Collected data entries:

%%

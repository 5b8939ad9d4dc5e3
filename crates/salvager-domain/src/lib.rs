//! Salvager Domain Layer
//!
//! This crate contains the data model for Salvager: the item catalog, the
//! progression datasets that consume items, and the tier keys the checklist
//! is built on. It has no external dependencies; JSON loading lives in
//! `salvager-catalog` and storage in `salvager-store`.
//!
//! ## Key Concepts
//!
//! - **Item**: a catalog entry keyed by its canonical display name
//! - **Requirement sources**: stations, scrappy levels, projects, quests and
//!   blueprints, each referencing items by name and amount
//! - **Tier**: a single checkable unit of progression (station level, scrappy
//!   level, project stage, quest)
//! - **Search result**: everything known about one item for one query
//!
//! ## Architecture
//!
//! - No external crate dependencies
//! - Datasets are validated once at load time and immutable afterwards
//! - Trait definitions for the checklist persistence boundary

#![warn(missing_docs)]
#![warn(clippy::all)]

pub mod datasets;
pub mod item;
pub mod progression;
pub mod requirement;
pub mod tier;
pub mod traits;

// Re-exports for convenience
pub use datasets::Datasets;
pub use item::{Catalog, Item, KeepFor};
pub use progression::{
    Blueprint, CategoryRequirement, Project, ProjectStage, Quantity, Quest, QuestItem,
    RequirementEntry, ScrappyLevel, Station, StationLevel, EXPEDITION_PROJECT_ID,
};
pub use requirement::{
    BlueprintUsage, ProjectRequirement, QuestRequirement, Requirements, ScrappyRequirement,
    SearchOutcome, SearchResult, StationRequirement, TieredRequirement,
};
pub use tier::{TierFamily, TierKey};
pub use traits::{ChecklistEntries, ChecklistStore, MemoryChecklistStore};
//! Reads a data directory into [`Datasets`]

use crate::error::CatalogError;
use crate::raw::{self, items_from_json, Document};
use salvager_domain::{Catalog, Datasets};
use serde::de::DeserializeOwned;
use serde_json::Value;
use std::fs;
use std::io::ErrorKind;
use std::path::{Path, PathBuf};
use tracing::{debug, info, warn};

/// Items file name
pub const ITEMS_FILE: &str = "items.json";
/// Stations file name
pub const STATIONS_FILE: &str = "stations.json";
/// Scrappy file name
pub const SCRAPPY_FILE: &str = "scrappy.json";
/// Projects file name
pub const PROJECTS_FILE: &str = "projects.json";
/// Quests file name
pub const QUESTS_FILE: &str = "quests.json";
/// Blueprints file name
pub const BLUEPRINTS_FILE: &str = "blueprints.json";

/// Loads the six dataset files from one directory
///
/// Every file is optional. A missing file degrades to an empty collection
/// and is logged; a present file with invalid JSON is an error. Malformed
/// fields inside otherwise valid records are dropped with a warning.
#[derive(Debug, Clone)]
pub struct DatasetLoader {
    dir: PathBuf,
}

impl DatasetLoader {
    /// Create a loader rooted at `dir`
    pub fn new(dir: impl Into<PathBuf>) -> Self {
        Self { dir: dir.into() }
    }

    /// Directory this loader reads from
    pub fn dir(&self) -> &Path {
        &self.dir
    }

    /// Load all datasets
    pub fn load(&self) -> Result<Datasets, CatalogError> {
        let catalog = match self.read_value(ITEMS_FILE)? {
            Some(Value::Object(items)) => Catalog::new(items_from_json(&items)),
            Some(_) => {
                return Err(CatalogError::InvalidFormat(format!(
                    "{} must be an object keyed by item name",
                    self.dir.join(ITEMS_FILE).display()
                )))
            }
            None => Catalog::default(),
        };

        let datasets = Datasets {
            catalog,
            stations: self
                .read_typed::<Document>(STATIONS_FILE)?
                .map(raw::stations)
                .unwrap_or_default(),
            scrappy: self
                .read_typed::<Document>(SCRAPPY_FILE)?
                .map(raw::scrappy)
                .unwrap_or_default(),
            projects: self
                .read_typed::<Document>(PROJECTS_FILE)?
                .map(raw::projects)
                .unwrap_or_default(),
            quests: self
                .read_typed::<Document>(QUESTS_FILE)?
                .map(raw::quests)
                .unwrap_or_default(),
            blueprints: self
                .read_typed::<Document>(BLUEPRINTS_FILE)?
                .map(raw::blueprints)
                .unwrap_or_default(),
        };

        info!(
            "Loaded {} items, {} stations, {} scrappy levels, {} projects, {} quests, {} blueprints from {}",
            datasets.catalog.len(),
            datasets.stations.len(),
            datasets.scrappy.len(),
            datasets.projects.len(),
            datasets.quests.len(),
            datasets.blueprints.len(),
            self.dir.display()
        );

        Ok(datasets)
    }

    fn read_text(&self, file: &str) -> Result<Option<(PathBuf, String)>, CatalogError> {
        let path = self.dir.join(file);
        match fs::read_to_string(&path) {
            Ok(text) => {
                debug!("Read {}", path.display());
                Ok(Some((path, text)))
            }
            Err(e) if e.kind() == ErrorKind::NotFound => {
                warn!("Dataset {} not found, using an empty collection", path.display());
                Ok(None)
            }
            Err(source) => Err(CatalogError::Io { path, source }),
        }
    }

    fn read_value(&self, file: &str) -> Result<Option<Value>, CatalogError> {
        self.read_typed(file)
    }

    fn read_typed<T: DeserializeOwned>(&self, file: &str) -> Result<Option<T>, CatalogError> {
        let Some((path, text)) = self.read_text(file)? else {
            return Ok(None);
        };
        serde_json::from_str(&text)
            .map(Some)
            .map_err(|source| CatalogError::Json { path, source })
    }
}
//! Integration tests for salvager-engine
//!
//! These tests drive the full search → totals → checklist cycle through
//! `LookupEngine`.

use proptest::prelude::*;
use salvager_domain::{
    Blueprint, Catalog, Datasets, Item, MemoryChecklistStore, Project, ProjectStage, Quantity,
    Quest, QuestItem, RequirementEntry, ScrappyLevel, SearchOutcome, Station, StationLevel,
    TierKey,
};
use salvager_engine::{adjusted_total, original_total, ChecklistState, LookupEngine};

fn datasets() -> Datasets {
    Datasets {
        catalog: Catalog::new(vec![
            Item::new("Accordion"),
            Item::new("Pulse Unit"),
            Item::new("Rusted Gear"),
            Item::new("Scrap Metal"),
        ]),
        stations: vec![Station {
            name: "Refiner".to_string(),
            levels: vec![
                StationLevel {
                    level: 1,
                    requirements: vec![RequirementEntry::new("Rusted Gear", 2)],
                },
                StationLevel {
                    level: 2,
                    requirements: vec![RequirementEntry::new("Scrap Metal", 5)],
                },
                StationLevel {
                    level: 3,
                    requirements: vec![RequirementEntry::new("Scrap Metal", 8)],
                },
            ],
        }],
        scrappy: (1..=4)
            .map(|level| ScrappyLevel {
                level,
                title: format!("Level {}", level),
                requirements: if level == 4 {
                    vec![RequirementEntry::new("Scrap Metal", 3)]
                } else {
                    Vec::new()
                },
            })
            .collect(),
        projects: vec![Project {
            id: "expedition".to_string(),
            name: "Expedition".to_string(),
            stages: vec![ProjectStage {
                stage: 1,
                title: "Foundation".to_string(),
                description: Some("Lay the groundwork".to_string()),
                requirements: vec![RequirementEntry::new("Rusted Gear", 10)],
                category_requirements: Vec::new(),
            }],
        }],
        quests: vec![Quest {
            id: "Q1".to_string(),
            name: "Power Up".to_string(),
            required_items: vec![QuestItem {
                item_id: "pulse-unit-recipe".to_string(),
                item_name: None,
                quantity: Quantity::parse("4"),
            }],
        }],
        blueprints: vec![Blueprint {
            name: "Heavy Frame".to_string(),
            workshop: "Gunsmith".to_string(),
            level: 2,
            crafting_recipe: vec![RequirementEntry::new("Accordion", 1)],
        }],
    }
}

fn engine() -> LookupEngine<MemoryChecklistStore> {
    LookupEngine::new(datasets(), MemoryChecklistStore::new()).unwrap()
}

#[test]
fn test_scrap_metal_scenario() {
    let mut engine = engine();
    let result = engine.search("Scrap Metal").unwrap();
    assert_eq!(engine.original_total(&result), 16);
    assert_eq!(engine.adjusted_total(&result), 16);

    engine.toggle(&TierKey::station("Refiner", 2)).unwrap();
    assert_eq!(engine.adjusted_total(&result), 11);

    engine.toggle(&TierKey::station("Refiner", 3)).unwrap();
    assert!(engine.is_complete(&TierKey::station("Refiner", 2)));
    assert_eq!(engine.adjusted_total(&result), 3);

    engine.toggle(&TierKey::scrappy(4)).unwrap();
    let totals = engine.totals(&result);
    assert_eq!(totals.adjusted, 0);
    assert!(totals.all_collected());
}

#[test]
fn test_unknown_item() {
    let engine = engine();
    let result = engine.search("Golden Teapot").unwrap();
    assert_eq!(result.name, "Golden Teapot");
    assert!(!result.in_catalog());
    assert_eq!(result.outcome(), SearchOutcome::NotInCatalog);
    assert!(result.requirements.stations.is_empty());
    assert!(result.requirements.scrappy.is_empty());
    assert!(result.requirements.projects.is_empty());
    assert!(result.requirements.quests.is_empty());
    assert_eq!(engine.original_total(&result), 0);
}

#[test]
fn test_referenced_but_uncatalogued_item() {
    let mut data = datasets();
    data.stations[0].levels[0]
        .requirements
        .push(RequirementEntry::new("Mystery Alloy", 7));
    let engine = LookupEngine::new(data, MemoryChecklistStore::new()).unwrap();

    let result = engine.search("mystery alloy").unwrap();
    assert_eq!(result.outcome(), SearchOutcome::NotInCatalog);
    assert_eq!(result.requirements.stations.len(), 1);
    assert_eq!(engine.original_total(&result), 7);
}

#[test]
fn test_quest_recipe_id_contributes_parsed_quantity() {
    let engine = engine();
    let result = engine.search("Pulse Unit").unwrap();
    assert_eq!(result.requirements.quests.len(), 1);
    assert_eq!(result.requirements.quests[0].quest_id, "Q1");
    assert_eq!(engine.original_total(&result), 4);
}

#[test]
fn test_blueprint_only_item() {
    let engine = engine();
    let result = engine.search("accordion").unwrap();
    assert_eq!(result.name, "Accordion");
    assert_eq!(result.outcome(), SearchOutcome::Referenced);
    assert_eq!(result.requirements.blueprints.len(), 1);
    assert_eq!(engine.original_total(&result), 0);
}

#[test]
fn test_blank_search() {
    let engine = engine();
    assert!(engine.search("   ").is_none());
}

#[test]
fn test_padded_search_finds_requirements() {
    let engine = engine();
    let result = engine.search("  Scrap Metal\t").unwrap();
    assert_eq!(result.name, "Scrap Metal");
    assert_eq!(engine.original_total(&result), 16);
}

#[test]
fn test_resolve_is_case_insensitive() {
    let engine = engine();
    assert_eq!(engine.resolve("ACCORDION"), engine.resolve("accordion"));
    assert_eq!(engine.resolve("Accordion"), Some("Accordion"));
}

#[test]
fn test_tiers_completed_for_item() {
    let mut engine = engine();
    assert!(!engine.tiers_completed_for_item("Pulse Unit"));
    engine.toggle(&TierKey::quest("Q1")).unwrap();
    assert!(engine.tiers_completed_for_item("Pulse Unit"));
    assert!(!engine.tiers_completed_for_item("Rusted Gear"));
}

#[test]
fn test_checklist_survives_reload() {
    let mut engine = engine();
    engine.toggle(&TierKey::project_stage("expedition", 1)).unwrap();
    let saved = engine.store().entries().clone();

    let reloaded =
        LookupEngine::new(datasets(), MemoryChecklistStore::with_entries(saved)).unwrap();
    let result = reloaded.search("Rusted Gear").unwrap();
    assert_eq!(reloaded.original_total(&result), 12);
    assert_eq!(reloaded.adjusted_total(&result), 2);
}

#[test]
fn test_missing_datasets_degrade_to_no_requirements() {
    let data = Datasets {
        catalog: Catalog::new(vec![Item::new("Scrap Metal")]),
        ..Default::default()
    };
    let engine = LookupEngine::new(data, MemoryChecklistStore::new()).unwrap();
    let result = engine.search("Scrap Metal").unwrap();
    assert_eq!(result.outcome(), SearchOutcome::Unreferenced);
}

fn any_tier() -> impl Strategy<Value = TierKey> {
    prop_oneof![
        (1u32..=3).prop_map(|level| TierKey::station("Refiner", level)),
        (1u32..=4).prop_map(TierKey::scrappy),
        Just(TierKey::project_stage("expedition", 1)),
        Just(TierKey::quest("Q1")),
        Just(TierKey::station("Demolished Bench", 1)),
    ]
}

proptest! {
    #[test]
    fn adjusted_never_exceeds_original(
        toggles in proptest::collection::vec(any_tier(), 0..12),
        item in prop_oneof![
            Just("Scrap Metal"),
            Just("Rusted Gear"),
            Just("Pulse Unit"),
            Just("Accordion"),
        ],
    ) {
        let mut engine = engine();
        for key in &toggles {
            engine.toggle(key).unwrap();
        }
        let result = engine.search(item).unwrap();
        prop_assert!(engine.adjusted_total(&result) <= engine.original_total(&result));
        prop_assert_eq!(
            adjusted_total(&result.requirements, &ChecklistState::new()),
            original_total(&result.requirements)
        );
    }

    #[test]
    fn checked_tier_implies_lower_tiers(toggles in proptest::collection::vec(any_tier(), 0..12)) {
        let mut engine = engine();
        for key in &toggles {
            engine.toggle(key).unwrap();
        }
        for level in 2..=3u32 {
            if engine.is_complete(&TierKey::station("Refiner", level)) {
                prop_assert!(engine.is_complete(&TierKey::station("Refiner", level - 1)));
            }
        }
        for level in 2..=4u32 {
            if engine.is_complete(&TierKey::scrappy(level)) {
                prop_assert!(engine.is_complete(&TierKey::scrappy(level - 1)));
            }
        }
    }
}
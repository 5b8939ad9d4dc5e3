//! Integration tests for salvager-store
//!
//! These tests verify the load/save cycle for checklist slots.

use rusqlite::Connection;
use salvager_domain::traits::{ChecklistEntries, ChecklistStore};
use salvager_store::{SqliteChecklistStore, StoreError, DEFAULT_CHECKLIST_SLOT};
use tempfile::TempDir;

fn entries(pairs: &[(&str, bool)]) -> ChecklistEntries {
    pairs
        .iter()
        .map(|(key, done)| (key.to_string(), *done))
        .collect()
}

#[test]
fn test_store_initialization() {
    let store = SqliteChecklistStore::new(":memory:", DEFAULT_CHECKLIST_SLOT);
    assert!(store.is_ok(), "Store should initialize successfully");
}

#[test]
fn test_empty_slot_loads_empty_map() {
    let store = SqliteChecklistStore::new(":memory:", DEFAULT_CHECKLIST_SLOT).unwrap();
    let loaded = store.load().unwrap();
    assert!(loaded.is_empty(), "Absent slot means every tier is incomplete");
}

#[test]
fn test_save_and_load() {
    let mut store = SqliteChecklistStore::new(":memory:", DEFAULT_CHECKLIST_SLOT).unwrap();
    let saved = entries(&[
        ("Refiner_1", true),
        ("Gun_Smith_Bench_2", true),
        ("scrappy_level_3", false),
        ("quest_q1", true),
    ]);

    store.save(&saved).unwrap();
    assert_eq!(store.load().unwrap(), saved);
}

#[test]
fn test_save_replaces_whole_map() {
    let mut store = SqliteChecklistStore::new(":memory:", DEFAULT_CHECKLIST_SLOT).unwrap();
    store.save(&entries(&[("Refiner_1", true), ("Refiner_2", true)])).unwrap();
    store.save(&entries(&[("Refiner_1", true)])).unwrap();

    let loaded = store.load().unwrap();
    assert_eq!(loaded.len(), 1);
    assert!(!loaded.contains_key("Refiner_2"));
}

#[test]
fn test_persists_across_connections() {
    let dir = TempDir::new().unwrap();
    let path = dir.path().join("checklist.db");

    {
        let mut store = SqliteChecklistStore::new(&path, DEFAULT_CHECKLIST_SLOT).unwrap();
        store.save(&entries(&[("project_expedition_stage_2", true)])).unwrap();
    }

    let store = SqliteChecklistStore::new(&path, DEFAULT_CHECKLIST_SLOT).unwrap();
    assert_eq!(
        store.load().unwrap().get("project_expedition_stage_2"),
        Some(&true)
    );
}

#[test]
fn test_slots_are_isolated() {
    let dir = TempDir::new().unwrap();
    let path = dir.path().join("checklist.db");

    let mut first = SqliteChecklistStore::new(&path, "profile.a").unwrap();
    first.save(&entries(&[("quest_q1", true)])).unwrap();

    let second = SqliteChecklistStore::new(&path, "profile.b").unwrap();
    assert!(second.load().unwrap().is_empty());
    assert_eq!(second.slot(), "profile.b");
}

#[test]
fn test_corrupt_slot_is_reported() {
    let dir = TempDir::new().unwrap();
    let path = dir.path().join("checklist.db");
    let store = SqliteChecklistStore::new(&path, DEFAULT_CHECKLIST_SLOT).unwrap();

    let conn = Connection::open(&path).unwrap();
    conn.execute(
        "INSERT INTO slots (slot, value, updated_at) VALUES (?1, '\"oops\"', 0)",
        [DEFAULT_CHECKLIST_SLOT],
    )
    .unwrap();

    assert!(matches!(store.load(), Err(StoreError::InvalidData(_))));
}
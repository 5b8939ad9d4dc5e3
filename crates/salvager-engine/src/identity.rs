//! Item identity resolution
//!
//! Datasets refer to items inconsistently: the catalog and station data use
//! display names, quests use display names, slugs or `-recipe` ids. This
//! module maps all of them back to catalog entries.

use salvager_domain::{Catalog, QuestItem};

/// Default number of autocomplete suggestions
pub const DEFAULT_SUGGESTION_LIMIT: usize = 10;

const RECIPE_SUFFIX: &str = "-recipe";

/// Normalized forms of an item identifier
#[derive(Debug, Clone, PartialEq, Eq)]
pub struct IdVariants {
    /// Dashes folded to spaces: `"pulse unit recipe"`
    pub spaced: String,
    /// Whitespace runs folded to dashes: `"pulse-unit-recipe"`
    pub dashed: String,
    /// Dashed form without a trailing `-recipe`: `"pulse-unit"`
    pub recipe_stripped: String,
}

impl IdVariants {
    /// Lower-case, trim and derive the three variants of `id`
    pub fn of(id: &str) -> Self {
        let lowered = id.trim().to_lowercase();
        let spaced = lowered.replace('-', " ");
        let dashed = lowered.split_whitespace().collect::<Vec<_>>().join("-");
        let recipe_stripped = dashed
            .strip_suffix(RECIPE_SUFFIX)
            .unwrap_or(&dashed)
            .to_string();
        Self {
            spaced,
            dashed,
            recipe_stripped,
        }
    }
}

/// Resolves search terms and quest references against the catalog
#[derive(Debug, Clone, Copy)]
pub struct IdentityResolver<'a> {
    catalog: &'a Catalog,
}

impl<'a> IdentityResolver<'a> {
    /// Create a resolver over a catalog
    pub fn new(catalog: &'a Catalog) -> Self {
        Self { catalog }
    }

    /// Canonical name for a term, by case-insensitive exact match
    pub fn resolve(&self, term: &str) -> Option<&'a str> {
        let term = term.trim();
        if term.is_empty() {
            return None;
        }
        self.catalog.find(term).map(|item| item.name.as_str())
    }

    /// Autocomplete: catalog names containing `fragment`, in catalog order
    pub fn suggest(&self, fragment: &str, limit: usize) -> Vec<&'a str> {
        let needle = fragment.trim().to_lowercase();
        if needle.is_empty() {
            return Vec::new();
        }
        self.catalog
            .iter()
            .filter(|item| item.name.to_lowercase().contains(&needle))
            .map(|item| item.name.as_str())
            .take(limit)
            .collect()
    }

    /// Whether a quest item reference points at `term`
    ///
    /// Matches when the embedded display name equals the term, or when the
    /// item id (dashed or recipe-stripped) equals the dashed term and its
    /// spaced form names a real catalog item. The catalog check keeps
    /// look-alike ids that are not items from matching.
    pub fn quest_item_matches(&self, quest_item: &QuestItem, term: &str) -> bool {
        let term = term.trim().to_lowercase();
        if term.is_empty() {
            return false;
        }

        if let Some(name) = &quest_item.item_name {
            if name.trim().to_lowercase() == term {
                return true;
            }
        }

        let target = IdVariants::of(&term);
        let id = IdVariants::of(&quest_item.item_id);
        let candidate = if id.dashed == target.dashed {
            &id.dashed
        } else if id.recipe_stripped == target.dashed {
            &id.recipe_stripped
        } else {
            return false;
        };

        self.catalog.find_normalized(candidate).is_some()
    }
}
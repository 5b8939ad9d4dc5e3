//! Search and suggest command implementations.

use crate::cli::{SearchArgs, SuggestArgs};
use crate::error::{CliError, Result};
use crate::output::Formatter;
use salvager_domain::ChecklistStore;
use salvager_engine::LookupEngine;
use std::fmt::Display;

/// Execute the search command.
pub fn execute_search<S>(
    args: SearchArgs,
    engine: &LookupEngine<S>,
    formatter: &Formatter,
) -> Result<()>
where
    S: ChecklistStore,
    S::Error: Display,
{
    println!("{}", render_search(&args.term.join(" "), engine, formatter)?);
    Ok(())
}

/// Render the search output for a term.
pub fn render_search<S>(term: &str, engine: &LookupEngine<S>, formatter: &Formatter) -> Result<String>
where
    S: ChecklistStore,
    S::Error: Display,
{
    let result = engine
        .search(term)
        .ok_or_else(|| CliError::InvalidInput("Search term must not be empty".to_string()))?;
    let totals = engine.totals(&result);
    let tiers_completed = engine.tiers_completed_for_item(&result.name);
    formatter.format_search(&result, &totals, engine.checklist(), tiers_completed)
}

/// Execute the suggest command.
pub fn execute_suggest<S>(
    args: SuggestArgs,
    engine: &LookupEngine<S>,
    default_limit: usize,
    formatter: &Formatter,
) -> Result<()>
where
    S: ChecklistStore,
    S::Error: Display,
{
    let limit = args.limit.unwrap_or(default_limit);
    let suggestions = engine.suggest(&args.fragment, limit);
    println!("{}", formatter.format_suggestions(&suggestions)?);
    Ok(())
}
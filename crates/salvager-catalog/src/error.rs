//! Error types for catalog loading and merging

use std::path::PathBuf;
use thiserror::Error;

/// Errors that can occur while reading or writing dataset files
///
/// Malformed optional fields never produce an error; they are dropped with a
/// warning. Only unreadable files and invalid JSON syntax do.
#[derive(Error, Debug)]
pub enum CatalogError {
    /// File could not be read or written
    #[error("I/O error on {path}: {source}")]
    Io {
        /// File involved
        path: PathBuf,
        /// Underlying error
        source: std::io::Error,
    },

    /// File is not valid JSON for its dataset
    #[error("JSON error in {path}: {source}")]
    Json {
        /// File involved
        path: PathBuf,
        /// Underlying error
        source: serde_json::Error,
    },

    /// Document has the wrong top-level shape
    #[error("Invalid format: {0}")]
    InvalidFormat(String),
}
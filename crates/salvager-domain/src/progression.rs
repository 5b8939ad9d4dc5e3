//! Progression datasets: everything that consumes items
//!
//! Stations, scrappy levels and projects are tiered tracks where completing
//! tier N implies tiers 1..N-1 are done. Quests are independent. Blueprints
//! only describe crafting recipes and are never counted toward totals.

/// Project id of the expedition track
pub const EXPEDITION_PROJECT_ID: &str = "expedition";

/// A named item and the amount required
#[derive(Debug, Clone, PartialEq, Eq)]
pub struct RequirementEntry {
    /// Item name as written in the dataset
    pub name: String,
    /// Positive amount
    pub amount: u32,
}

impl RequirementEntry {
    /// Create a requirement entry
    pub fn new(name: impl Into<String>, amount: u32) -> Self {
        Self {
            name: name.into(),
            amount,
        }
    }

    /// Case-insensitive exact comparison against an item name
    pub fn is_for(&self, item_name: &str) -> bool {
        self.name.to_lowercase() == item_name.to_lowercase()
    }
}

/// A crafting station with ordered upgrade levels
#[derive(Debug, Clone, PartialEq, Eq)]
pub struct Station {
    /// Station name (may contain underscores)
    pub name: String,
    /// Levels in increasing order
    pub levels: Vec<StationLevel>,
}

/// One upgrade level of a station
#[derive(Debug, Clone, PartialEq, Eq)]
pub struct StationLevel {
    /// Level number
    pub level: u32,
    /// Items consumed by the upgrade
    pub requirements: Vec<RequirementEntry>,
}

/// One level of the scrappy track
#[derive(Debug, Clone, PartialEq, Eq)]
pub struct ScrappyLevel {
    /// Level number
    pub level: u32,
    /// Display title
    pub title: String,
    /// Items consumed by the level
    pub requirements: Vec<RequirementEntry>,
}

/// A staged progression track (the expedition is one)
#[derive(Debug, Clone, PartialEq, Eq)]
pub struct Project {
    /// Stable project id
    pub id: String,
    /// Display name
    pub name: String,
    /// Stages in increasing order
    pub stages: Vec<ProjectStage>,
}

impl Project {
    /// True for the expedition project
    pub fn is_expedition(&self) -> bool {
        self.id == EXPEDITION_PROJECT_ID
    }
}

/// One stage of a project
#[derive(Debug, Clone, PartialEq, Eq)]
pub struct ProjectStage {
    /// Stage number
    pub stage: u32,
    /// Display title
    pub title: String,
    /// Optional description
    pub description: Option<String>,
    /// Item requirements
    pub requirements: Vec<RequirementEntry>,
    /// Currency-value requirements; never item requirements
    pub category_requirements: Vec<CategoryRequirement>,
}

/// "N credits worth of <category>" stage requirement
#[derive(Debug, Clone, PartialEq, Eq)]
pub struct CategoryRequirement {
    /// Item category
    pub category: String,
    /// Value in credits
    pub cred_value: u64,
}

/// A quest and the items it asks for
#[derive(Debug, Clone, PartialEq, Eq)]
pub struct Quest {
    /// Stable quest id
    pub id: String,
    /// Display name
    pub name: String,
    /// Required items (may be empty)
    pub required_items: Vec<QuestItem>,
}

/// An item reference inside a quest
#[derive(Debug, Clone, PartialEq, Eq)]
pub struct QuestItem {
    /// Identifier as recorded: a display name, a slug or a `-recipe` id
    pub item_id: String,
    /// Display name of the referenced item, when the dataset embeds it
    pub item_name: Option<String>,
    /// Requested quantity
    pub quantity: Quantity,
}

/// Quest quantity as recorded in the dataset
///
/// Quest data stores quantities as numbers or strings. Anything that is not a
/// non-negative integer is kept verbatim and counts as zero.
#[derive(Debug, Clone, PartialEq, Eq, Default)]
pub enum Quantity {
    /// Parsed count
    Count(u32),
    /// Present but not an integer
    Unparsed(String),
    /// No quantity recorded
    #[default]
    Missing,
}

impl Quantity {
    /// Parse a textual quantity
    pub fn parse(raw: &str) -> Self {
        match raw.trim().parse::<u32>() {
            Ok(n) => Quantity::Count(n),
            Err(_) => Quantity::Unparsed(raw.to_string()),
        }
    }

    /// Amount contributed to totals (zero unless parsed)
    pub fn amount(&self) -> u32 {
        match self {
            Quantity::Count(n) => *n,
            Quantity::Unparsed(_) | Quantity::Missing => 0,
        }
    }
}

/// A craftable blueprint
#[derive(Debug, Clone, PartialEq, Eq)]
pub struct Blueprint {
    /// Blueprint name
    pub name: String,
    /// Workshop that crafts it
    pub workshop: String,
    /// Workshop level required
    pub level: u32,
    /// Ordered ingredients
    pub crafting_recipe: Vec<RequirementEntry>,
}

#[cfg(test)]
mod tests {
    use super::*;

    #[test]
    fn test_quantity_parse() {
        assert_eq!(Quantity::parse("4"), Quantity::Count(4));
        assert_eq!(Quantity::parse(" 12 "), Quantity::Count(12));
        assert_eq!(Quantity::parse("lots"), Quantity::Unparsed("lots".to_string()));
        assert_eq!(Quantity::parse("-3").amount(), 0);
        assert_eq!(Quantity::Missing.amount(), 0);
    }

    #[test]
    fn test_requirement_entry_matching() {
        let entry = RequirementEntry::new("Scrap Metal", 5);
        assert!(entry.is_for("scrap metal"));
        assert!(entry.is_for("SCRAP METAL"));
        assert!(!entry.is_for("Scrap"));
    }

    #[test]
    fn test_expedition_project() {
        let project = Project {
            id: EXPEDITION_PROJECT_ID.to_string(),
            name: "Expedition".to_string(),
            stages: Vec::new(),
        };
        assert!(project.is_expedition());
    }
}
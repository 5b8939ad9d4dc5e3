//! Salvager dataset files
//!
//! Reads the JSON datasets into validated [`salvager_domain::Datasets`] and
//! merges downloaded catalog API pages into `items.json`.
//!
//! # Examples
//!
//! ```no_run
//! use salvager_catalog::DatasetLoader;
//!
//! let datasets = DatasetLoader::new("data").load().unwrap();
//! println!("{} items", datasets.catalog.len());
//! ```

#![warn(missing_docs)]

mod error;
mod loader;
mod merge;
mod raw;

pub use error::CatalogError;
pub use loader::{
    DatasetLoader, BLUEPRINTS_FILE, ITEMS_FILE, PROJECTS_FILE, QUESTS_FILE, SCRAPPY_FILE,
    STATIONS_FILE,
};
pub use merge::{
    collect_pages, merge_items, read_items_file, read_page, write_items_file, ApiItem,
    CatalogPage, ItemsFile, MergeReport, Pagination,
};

%%

* **Exercise description**
What you retype should run from the first line of the entries above through the line containing "loading lives in", exactly and in full.

* **Expected output**
repository 5b8939ad9d4dc5e3
filename crates/salvager-domain/src/lib.rs
//! Salvager Domain Layer
//!
//! This crate contains the data model for Salvager: the item catalog, the
//! progression datasets that consume items, and the tier keys the checklist
//! is built on. It has no external dependencies; JSON loading lives in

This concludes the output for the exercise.